Exonic Evidence-Based Oligonucleotide Whole Genome Microarrays
Exonic Evidence-Based Oligonucleotide Microarrays are available in HEEBO (human) and MEEBO (mouse) versions, and represent the state of the art in oligonucleotide deposition microarray technology. The manufacturing process for these arrays has been optimized to maximize the density and uniformity of oligonucleotide molecules within the circumference of each microarray spot. This depostion technology developed by Microarray's Inc., combined with ORB's proprietary labeling and array hybridization processing system yields unparalleled sensitivity in detection of low prevalence mRNAs. Oligonucleotide sequences for the arrays were designed by an international collaboration of researchers at UCSF, Stanford, Stowers Institute, Rockefeller University, and the University of Basel in Switzerland.
Highlights of the Technology
- 70-mer deposition oligonucleotide microarrays
- Content designed by collaboration of leading scientists at Stanford, Rockefeller, and UCSF
- Coverage of well characterized alternatively spliced transcripts
- Excellent sensitivity and reproducibility
- High confirmation rate by real-time PCR
- Arrays manufactured by Microarrays Inc, licensed commercial printer
Sensitive & Reproducible:
Data Validated by QPCR:
For pathway analysis, ORB utilizes the Web Gestalt algorithm to identify functional pathways where the differentially expressed gene sets are over-represented. The differentially expressed genes are selected with your guidance based on fold-change and/or significance criteria (up to 4 criteria are included) and the algorithm uses 4 unique pathway databases including GO, KEGG, Pathway Commons and Wiki-Pathway. Results are provided in an Excel Workbook with a separate tab for each criteria X database. Significant pathways are listed in results tables with hyperlinks to color-coded pathway diagrams for KEGG and Wiki Pathways.

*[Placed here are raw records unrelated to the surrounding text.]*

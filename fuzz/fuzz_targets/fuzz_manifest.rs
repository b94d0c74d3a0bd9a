//! Fuzz target: manifest parsing and resolution
//!
//! Feeds arbitrary bytes through the full compile path and verifies:
//! - No panics on arbitrary (possibly non-UTF-8, non-JSON) input
//! - Every rejection is a typed parse or config error
//! - Accepted configs always render a header containing the radio guard
//!
//! cargo fuzz run fuzz_manifest

#![no_main]

use libfuzzer_sys::fuzz_target;
use panforge::emit::render_header;
use panforge::manifest::NodeManifest;

fuzz_target!(|data: &[u8]| {
    let Ok(text) = core::str::from_utf8(data) else {
        return;
    };

    let Ok(manifest) = NodeManifest::from_json(text) else {
        return;
    };

    match manifest.resolve() {
        Ok(resolved) => {
            let header = render_header(&resolved, manifest.name.as_deref());
            assert!(
                header.contains("#define MY_RADIO_RF24"),
                "resolved config must always emit the radio transport define"
            );
        }
        Err(e) => {
            // Rejections must carry a non-empty description.
            assert!(!e.to_string().is_empty());
        }
    }
});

Summary of Microarray Content
This table shows the number of printed spots on each microarray that contain oligos complementary to different classes of target RNAs. The probe count for control oligos (the bottom of the table) generally consist of multiple depositions of several different oligos sequences for each target RNA class. In contrast, the core content for both MEEBO and HEEBO (the top of the table) consists of ~30,000 different oligonucleotide sequences (Constitutive Exonic, mRNA), each designed to detect the RNA product of a unique genomic locus. Additional exon-specific oligo probes (Alternatively Spliced Exonic) are included on the microarrays, and were designed to detect known alternatively spliced versions of the core transcript set.

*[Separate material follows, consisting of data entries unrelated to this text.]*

//! Base64 encoding of font payloads (made by FontLab https://www.fontlab.com/)

use base64::engine::general_purpose::STANDARD as BASE64;
use base64::Engine;

/// Characters per line inside a `<data>` element.
pub const LINE_WIDTH: usize = 68;

/// Encode `bytes` as standard base64, hard-wrapped at [`LINE_WIDTH`] columns.
///
/// Lines are joined with `\n`; there is no trailing newline.
pub fn encode_wrapped(bytes: &[u8]) -> String {
    let encoded = BASE64.encode(bytes);
    let mut wrapped = String::with_capacity(encoded.len() + encoded.len() / LINE_WIDTH);

    for (i, line) in encoded.as_bytes().chunks(LINE_WIDTH).enumerate() {
        if i > 0 {
            wrapped.push('\n');
        }
        wrapped.extend(line.iter().map(|&b| b as char));
    }

    wrapped
}

/// Inverse of [`encode_wrapped`]; any ASCII whitespace is ignored.
pub fn decode_wrapped(text: &str) -> Result<Vec<u8>, base64::DecodeError> {
    let compact: String = text.chars().filter(|c| !c.is_ascii_whitespace()).collect();
    BASE64.decode(compact)
}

Probes against constitutive exons 19207 24958
Probes against alternatively spliced exons 8441 4201
Probes spanning multiple exons 11511 5153
ESTs 2149 0
Other (BCR/TCR, mtDNA, rRNA, tRNA, ncRNA) 843 766
Transgenes & Vector Sequences 102 37
Positive (human or mouse) 864 392
Spiking 1384 1384
Antisense 232 270
Mismatch 540 540
Tiling 577 311
Human repeats 643 0
Negative (random sequences) 410 97
The MEEBO & HEEBO microarrays used at ORB are printed on a premium epoxide glass by Microarray, Inc. Each lot of microarrays is quality control tested by Microarray Inc. on a variety of performance measures. Most significantly, 99.5% or more of the array features must be deposited properly on the array. The variety of control oligonucleotide probes on these well-designed arrays enable easy orientation of array images, and the assessment of hybridization stringency, detection sensitivity, and strand specificity. For extensive information on array content please visit the website of the lead array designer, Ash Alizadeh of UCSF.
Sample Quality Control
We check RNA integrity by electrophoresis through 1% Agarose - 2% Formaldehyde gels in 1X MOPS buffer. RNA gels are stained with 1:10,000 SybrGold dye and photographed with an electronic gel documentation system. BioRad Quantity 1 software is used to measure the relative contribution of the 28S and 18S ribosomal RNA bands to the total RNA fluorescence signal. We expect intact RNA to show a 28S/18S ratio of >2.0 with >75% of fluorescence intensity in the ribosomal bands. In order to check for protein contamination, OD 260/ 280 ratios are also determined for each RNA sample. A ratio of 1.7 or higher in 10 mM Tris pH 7.5 is acceptable.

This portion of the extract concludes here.